Within the records that follow, find every line containing the string "PathBuf". Copy those lines.
(Beginning of Extracted entries)
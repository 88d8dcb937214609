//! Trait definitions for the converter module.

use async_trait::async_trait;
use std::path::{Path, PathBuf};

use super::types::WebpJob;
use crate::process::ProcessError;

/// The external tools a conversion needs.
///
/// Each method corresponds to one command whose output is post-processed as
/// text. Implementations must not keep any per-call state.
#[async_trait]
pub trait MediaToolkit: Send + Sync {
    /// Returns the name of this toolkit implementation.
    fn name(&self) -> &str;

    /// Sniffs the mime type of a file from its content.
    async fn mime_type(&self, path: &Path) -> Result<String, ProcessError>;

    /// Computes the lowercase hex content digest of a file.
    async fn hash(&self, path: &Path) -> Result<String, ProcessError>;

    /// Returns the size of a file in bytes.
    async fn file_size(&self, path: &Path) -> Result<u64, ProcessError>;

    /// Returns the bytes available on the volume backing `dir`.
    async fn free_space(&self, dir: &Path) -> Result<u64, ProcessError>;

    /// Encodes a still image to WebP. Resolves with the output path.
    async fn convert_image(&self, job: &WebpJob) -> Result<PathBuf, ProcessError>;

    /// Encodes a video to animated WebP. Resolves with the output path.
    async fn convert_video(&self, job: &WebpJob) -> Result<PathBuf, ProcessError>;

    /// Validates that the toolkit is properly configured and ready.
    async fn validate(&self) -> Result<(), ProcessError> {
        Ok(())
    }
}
(End of Extracted entries)
(Beginning of Extracted entries)
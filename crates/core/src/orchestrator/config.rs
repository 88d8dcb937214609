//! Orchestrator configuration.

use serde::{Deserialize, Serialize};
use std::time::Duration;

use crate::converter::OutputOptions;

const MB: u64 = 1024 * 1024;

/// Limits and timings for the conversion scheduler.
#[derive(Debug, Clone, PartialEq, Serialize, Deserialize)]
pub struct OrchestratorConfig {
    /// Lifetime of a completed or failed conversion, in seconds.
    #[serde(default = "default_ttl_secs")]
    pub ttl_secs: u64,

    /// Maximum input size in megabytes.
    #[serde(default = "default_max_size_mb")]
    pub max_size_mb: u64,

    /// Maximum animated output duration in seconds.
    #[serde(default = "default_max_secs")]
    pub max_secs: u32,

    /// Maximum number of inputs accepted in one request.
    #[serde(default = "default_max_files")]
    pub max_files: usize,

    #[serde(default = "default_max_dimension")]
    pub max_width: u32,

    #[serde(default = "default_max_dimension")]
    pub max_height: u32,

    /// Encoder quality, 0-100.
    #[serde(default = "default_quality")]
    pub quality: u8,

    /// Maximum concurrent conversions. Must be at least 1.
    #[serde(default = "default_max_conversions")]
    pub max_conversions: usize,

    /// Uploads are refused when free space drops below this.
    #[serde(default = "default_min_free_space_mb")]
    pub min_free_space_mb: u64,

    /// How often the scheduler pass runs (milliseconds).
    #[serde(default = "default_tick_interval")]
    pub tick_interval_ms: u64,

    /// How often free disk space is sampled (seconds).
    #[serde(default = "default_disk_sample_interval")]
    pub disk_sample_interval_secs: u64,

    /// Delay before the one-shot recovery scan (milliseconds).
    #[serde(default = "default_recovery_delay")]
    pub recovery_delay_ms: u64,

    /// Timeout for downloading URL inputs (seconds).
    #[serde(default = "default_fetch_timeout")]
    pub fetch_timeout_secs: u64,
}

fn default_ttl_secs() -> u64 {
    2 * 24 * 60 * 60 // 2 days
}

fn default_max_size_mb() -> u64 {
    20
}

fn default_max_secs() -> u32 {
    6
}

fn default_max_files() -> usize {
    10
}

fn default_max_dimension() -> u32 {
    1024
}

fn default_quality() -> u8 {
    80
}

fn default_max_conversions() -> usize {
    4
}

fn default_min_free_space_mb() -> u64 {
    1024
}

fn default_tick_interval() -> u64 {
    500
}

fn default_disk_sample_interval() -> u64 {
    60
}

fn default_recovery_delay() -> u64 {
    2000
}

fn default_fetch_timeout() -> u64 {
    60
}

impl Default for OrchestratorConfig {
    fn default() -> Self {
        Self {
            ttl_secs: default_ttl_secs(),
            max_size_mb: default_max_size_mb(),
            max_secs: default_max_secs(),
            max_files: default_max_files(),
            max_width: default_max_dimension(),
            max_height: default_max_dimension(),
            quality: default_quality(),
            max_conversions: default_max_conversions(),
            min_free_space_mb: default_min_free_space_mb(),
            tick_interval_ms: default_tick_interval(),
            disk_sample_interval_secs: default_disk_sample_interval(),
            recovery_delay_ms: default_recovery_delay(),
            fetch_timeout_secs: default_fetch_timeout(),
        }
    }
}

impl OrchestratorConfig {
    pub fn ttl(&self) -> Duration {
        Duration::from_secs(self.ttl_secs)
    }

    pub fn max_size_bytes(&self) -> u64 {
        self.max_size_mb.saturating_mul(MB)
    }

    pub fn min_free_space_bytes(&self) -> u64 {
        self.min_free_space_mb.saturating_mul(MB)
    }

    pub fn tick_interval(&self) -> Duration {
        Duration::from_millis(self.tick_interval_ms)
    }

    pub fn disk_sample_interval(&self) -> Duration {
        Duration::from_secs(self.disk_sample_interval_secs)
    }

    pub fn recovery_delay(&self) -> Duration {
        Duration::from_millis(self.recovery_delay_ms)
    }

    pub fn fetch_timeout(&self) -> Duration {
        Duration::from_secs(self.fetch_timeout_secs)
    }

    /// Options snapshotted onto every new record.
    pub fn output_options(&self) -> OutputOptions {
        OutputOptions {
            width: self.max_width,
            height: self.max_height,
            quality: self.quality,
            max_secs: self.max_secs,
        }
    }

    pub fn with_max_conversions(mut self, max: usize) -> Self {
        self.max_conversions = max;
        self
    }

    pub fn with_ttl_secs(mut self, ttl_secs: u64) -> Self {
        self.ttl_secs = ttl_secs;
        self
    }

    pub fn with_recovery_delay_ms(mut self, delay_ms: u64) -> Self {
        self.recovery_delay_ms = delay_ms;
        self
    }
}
(End of Extracted entries)
• _Answer to this exercise_:
use std::path::{Path, PathBuf};
    async fn convert_image(&self, job: &WebpJob) -> Result<PathBuf, ProcessError>;
    async fn convert_video(&self, job: &WebpJob) -> Result<PathBuf, ProcessError>;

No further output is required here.